Task brief: From the data, copy out every line in which the word "convert" appears.

Exercise data:
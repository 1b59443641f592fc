//! Logging init: append to a file under the XDG state dir, or fall back to stderr.
//!
//! Capture conversions can be long and noisy at `trace`, so the default
//! filter keeps third-party crates at `info` and this workspace at `debug`.
//! `RUST_LOG` overrides it.

use anyhow::{Context, Result};
use std::fs::{self, File};
use std::io;
use std::path::{Path, PathBuf};
use tracing_subscriber::fmt::writer::BoxMakeWriter;
use tracing_subscriber::fmt::MakeWriter;
use tracing_subscriber::EnvFilter;

/// Filter used when `RUST_LOG` is unset.
const DEFAULT_FILTER: &str = "info,harrec=debug,harrec_core=debug";

fn env_filter() -> EnvFilter {
    EnvFilter::try_from_default_env().unwrap_or_else(|_| EnvFilter::new(DEFAULT_FILTER))
}

/// `~/.local/state/harrec/harrec.log`.
pub fn default_log_path() -> Result<PathBuf> {
    let xdg_dirs = xdg::BaseDirectories::with_prefix("harrec")?;
    Ok(xdg_dirs.get_state_home().join("harrec.log"))
}

/// Per-event handle on the shared log file; stderr if the handle cannot be
/// duplicated.
enum LogSink {
    File(File),
    Stderr,
}

impl io::Write for LogSink {
    fn write(&mut self, buf: &[u8]) -> io::Result<usize> {
        match self {
            LogSink::File(f) => f.write(buf),
            LogSink::Stderr => io::stderr().lock().write(buf),
        }
    }

    fn flush(&mut self) -> io::Result<()> {
        match self {
            LogSink::File(f) => f.flush(),
            LogSink::Stderr => io::stderr().lock().flush(),
        }
    }
}

struct AppendFile(File);

impl<'a> MakeWriter<'a> for AppendFile {
    type Writer = LogSink;

    fn make_writer(&'a self) -> Self::Writer {
        self.0
            .try_clone()
            .map(LogSink::File)
            .unwrap_or(LogSink::Stderr)
    }
}

fn open_append(path: &Path) -> Result<File> {
    if let Some(dir) = path.parent() {
        fs::create_dir_all(dir).with_context(|| format!("create {}", dir.display()))?;
    }
    fs::OpenOptions::new()
        .create(true)
        .append(true)
        .open(path)
        .with_context(|| format!("open {}", path.display()))
}

/// Installs the global subscriber writing to [`default_log_path`].
///
/// Returns the log file path. On failure (e.g. state dir unwritable) nothing
/// is installed, so the caller can use [`init_logging_stderr`] instead.
pub fn init_logging() -> Result<PathBuf> {
    let path = default_log_path()?;
    init_logging_to(&path)?;
    Ok(path)
}

/// Installs the global subscriber appending to `path`.
pub fn init_logging_to(path: &Path) -> Result<()> {
    let file = open_append(path)?;
    tracing_subscriber::fmt()
        .with_env_filter(env_filter())
        .with_writer(BoxMakeWriter::new(AppendFile(file)))
        .with_ansi(false)
        .try_init()
        .map_err(|e| anyhow::anyhow!("install log subscriber: {e}"))?;
    tracing::info!("harrec logging initialized at {}", path.display());
    Ok(())
}

/// Stderr-only logging, for when the log file cannot be opened.
pub fn init_logging_stderr() {
    let _ = tracing_subscriber::fmt()
        .with_env_filter(env_filter())
        .with_writer(io::stderr)
        .with_ansi(false)
        .try_init();
}
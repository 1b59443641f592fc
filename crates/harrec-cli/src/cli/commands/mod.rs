//! CLI command handlers, one per file.

mod convert;
mod summary;

pub use convert::{run_convert, ConvertArgs};
pub use summary::run_summary;
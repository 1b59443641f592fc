//! Body and transfer sizes.
//!
//! DevTools reports the decoded body size (sum of `dataReceived` chunks) and
//! the total on-the-wire size (`encodedDataLength`). HAR wants the encoded
//! body size, which is only derivable when the header size is known.

use crate::model::Headers;

#[derive(Debug, Clone, Copy, PartialEq, Eq)]
pub struct Payload {
    pub request_body_size: i64,
    /// Encoded response body size, `-1` when unknown.
    pub response_body_size: i64,
    pub transfer_size: Option<i64>,
    /// Decoded minus encoded body size; absent when it cannot be computed.
    pub compression: Option<i64>,
}

pub struct Sizes {
    pub response_headers_size: i64,
    pub encoded_length: Option<i64>,
    pub decoded_length: i64,
    pub failed: bool,
}

pub fn compute(sizes: &Sizes, request_headers: &Headers) -> Payload {
    let mut transfer_size = sizes.encoded_length;
    let (response_body_size, compression) = if sizes.response_headers_size == -1 {
        (-1, None)
    } else if sizes.failed {
        // loadingFailed carries no encodedDataLength: only the headers made it.
        transfer_size = Some(sizes.response_headers_size);
        (0, Some(0))
    } else {
        match sizes.encoded_length {
            Some(encoded) => {
                let body = encoded - sizes.response_headers_size;
                (body, Some(sizes.decoded_length - body))
            }
            None => (-1, None),
        }
    };

    Payload {
        request_body_size: request_body_size(request_headers),
        response_body_size,
        transfer_size,
        compression,
    }
}

/// Numeric `Content-Length` of the request, `-1` when absent or unparsable.
pub fn request_body_size(headers: &Headers) -> i64 {
    headers
        .get_first("content-length")
        .and_then(|v| v.trim().parse::<i64>().ok())
        .unwrap_or(-1)
}
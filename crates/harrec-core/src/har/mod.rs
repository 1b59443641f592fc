//! HAR (HTTP Archive) synthesizer: turn capture sessions into a HAR 1.2 document.
//!
//! Synthesis is a pure function of the sessions. It never waits for
//! outstanding body fetches; entries whose body has not arrived are archived
//! without one. Entries that lack a response, or (for plain HTTP) a terminal
//! timestamp or timing block, are left out.

mod build;
pub mod document;
mod headers;
mod payload;
mod query;
mod timings;

pub use build::{build, SynthOptions, Synthesizer};
pub use document::Archive;
pub use headers::{header_pairs, is_plain_http};
pub use query::{parse_post_data, parse_query_string};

Result:
mod convert;
pub use convert::{run_convert, ConvertArgs};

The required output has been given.